- _Your objective_: Repeat the records exactly. Every line must match.

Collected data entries

════════

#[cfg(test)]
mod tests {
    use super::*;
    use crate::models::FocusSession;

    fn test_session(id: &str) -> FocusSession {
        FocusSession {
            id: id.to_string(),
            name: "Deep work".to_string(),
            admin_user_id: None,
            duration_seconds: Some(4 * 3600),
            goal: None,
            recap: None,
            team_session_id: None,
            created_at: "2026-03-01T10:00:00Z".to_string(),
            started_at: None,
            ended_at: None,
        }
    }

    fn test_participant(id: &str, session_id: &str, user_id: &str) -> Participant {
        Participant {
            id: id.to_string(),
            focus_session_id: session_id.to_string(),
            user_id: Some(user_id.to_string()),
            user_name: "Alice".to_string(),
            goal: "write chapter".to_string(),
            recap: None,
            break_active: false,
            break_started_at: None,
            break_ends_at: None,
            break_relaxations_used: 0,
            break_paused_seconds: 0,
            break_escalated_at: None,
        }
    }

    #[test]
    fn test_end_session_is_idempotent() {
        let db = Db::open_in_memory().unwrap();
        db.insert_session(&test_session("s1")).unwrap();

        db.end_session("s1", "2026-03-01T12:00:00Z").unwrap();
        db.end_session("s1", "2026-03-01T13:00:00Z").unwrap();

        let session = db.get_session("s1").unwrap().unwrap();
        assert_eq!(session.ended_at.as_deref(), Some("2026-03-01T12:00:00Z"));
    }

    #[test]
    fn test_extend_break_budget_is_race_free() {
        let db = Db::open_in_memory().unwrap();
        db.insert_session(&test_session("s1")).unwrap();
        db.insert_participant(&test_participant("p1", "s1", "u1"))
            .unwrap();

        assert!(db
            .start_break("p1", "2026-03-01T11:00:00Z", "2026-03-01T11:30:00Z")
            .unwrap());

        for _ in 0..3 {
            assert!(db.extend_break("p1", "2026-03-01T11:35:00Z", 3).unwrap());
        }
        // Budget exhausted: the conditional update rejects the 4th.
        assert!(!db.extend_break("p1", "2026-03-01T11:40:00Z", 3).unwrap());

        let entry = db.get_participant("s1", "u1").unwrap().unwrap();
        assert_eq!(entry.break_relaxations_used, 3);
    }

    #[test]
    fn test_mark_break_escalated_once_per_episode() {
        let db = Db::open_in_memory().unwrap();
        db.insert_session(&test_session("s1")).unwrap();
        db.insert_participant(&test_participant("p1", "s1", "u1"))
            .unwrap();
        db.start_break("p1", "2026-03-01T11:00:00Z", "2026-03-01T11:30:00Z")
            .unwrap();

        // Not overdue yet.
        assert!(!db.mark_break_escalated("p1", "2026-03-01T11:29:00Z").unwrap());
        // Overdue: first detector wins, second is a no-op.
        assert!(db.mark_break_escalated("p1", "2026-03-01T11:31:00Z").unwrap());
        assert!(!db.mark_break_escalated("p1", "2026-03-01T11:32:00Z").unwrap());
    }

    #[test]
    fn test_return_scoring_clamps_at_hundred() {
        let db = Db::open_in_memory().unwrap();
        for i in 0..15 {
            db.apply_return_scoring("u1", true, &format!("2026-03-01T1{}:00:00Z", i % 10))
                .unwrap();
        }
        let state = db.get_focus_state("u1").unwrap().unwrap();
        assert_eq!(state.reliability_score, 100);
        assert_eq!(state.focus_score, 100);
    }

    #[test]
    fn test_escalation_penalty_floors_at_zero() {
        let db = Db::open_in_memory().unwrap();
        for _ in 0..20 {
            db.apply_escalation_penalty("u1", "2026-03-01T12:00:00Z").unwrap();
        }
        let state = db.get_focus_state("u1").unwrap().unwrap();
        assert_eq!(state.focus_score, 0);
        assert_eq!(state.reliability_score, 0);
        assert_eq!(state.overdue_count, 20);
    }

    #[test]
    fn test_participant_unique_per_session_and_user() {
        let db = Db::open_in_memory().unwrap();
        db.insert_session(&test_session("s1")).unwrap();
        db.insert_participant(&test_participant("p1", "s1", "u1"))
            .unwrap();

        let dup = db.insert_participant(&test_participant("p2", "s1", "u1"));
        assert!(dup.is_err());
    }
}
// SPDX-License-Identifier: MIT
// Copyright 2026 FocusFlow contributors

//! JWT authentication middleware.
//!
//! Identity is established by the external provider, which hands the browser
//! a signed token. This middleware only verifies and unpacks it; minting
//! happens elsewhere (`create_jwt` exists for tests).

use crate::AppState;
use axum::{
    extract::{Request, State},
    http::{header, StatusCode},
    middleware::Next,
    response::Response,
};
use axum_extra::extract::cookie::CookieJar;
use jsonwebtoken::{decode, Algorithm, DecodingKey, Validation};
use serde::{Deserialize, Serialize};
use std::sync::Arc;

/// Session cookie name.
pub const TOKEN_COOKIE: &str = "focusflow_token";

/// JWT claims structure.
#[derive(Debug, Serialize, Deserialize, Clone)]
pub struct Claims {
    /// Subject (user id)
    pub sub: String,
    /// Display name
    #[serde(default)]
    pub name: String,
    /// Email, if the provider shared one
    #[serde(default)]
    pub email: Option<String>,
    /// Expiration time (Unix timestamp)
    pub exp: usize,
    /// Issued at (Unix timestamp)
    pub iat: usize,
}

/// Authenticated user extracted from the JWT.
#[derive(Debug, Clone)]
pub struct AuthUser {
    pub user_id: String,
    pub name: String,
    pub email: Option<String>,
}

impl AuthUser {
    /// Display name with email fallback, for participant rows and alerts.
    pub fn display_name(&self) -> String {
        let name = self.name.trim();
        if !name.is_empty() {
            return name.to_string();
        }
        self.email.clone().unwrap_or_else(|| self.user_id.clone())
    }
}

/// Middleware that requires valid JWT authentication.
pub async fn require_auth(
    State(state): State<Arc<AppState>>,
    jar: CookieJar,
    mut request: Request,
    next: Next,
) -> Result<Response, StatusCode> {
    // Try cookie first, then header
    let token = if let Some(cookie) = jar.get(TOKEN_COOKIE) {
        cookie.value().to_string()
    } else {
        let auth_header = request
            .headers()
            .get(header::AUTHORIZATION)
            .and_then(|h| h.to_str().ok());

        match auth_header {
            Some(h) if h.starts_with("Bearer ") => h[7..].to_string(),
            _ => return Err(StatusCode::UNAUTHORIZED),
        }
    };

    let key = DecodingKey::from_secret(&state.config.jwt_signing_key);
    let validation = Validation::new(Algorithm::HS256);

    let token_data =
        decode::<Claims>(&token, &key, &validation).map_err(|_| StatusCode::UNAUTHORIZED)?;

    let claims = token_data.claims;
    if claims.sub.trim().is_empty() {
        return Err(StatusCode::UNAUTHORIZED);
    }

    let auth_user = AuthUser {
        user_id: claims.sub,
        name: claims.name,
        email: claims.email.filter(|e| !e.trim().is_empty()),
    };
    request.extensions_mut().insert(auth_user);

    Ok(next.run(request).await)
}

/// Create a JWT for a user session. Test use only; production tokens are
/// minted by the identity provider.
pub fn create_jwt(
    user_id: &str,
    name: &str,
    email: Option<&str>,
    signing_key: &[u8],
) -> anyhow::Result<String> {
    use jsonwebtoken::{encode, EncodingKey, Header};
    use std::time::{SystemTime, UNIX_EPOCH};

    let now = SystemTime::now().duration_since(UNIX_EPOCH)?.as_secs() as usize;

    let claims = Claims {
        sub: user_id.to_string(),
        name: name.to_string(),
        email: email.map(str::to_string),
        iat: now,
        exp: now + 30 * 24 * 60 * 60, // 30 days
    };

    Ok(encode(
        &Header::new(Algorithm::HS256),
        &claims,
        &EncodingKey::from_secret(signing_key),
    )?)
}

════════

- _Solution for this task_:
#[cfg(test)]
mod tests {
    use super::*;
    use crate::models::FocusSession;

    fn test_session(id: &str) -> FocusSession {
        FocusSession {
            id: id.to_string(),
            name: "Deep work".to_string(),
            admin_user_id: None,
            duration_seconds: Some(4 * 3600),
            goal: None,
            recap: None,
            team_session_id: None,
            created_at: "2026-03-01T10:00:00Z".to_string(),
            started_at: None,
            ended_at: None,
        }
    }

    fn test_participant(id: &str, session_id: &str, user_id: &str) -> Participant {
        Participant {
            id: id.to_string(),
            focus_session_id: session_id.to_string(),
            user_id: Some(user_id.to_string()),
            user_name: "Alice".to_string(),
            goal: "write chapter".to_string(),
            recap: None,
            break_active: false,
            break_started_at: None,
            break_ends_at: None,
            break_relaxations_used: 0,
            break_paused_seconds: 0,
            break_escalated_at: None,
        }
    }

    #[test]
    fn test_end_session_is_idempotent() {
        let db = Db::open_in_memory().unwrap();
        db.insert_session(&test_session("s1")).unwrap();

        db.end_session("s1", "2026-03-01T12:00:00Z").unwrap();
        db.end_session("s1", "2026-03-01T13:00:00Z").unwrap();

        let session = db.get_session("s1").unwrap().unwrap();
        assert_eq!(session.ended_at.as_deref(), Some("2026-03-01T12:00:00Z"));
    }

    #[test]
    fn test_extend_break_budget_is_race_free() {
        let db = Db::open_in_memory().unwrap();
        db.insert_session(&test_session("s1")).unwrap();
        db.insert_participant(&test_participant("p1", "s1", "u1"))
            .unwrap();

        assert!(db
            .start_break("p1", "2026-03-01T11:00:00Z", "2026-03-01T11:30:00Z")
            .unwrap());

        for _ in 0..3 {
            assert!(db.extend_break("p1", "2026-03-01T11:35:00Z", 3).unwrap());
        }
        // Budget exhausted: the conditional update rejects the 4th.
        assert!(!db.extend_break("p1", "2026-03-01T11:40:00Z", 3).unwrap());

        let entry = db.get_participant("s1", "u1").unwrap().unwrap();
        assert_eq!(entry.break_relaxations_used, 3);
    }

    #[test]
    fn test_mark_break_escalated_once_per_episode() {
        let db = Db::open_in_memory().unwrap();
        db.insert_session(&test_session("s1")).unwrap();
        db.insert_participant(&test_participant("p1", "s1", "u1"))
            .unwrap();
        db.start_break("p1", "2026-03-01T11:00:00Z", "2026-03-01T11:30:00Z")
            .unwrap();

        // Not overdue yet.
        assert!(!db.mark_break_escalated("p1", "2026-03-01T11:29:00Z").unwrap());
        // Overdue: first detector wins, second is a no-op.
        assert!(db.mark_break_escalated("p1", "2026-03-01T11:31:00Z").unwrap());
        assert!(!db.mark_break_escalated("p1", "2026-03-01T11:32:00Z").unwrap());
    }

    #[test]
    fn test_return_scoring_clamps_at_hundred() {
        let db = Db::open_in_memory().unwrap();
        for i in 0..15 {
            db.apply_return_scoring("u1", true, &format!("2026-03-01T1{}:00:00Z", i % 10))
                .unwrap();
        }
        let state = db.get_focus_state("u1").unwrap().unwrap();
        assert_eq!(state.reliability_score, 100);
        assert_eq!(state.focus_score, 100);
    }

    #[test]
    fn test_escalation_penalty_floors_at_zero() {
        let db = Db::open_in_memory().unwrap();
        for _ in 0..20 {
            db.apply_escalation_penalty("u1", "2026-03-01T12:00:00Z").unwrap();
        }
        let state = db.get_focus_state("u1").unwrap().unwrap();
        assert_eq!(state.focus_score, 0);
        assert_eq!(state.reliability_score, 0);
        assert_eq!(state.overdue_count, 20);
    }

    #[test]
    fn test_participant_unique_per_session_and_user() {
        let db = Db::open_in_memory().unwrap();
        db.insert_session(&test_session("s1")).unwrap();
        db.insert_participant(&test_participant("p1", "s1", "u1"))
            .unwrap();

        let dup = db.insert_participant(&test_participant("p2", "s1", "u1"));
        assert!(dup.is_err());
    }
}
// SPDX-License-Identifier: MIT
// Copyright 2026 FocusFlow contributors

//! JWT authentication middleware.
//!
//! Identity is established by the external provider, which hands the browser
//! a signed token. This middleware only verifies and unpacks it; minting
//! happens elsewhere (`create_jwt` exists for tests).

use crate::AppState;
use axum::{
    extract::{Request, State},
    http::{header, StatusCode},
    middleware::Next,
    response::Response,
};
use axum_extra::extract::cookie::CookieJar;
use jsonwebtoken::{decode, Algorithm, DecodingKey, Validation};
use serde::{Deserialize, Serialize};
use std::sync::Arc;

/// Session cookie name.
pub const TOKEN_COOKIE: &str = "focusflow_token";

/// JWT claims structure.
#[derive(Debug, Serialize, Deserialize, Clone)]
pub struct Claims {
    /// Subject (user id)
    pub sub: String,
    /// Display name
    #[serde(default)]
    pub name: String,
    /// Email, if the provider shared one
    #[serde(default)]
    pub email: Option<String>,
    /// Expiration time (Unix timestamp)
    pub exp: usize,
    /// Issued at (Unix timestamp)
    pub iat: usize,
}

/// Authenticated user extracted from the JWT.
#[derive(Debug, Clone)]
pub struct AuthUser {
    pub user_id: String,
    pub name: String,
    pub email: Option<String>,
}

impl AuthUser {
    /// Display name with email fallback, for participant rows and alerts.
    pub fn display_name(&self) -> String {
        let name = self.name.trim();
        if !name.is_empty() {
            return name.to_string();
        }
        self.email.clone().unwrap_or_else(|| self.user_id.clone())
    }
}

/// Middleware that requires valid JWT authentication.
pub async fn require_auth(
    State(state): State<Arc<AppState>>,
    jar: CookieJar,
    mut request: Request,
    next: Next,
) -> Result<Response, StatusCode> {
    // Try cookie first, then header
    let token = if let Some(cookie) = jar.get(TOKEN_COOKIE) {
        cookie.value().to_string()
    } else {
        let auth_header = request
            .headers()
            .get(header::AUTHORIZATION)
            .and_then(|h| h.to_str().ok());

        match auth_header {
            Some(h) if h.starts_with("Bearer ") => h[7..].to_string(),
            _ => return Err(StatusCode::UNAUTHORIZED),
        }
    };

    let key = DecodingKey::from_secret(&state.config.jwt_signing_key);
    let validation = Validation::new(Algorithm::HS256);

    let token_data =
        decode::<Claims>(&token, &key, &validation).map_err(|_| StatusCode::UNAUTHORIZED)?;

    let claims = token_data.claims;
    if claims.sub.trim().is_empty() {
        return Err(StatusCode::UNAUTHORIZED);
    }

    let auth_user = AuthUser {
        user_id: claims.sub,
        name: claims.name,
        email: claims.email.filter(|e| !e.trim().is_empty()),
    };
    request.extensions_mut().insert(auth_user);

    Ok(next.run(request).await)
}

/// Create a JWT for a user session. Test use only; production tokens are
/// minted by the identity provider.
pub fn create_jwt(
    user_id: &str,
    name: &str,
    email: Option<&str>,
    signing_key: &[u8],
) -> anyhow::Result<String> {
    use jsonwebtoken::{encode, EncodingKey, Header};
    use std::time::{SystemTime, UNIX_EPOCH};

    let now = SystemTime::now().duration_since(UNIX_EPOCH)?.as_secs() as usize;

    let claims = Claims {
        sub: user_id.to_string(),
        name: name.to_string(),
        email: email.map(str::to_string),
        iat: now,
        exp: now + 30 * 24 * 60 * 60, // 30 days
    };

    Ok(encode(
        &Header::new(Algorithm::HS256),
        &claims,
        &EncodingKey::from_secret(signing_key),
    )?)
}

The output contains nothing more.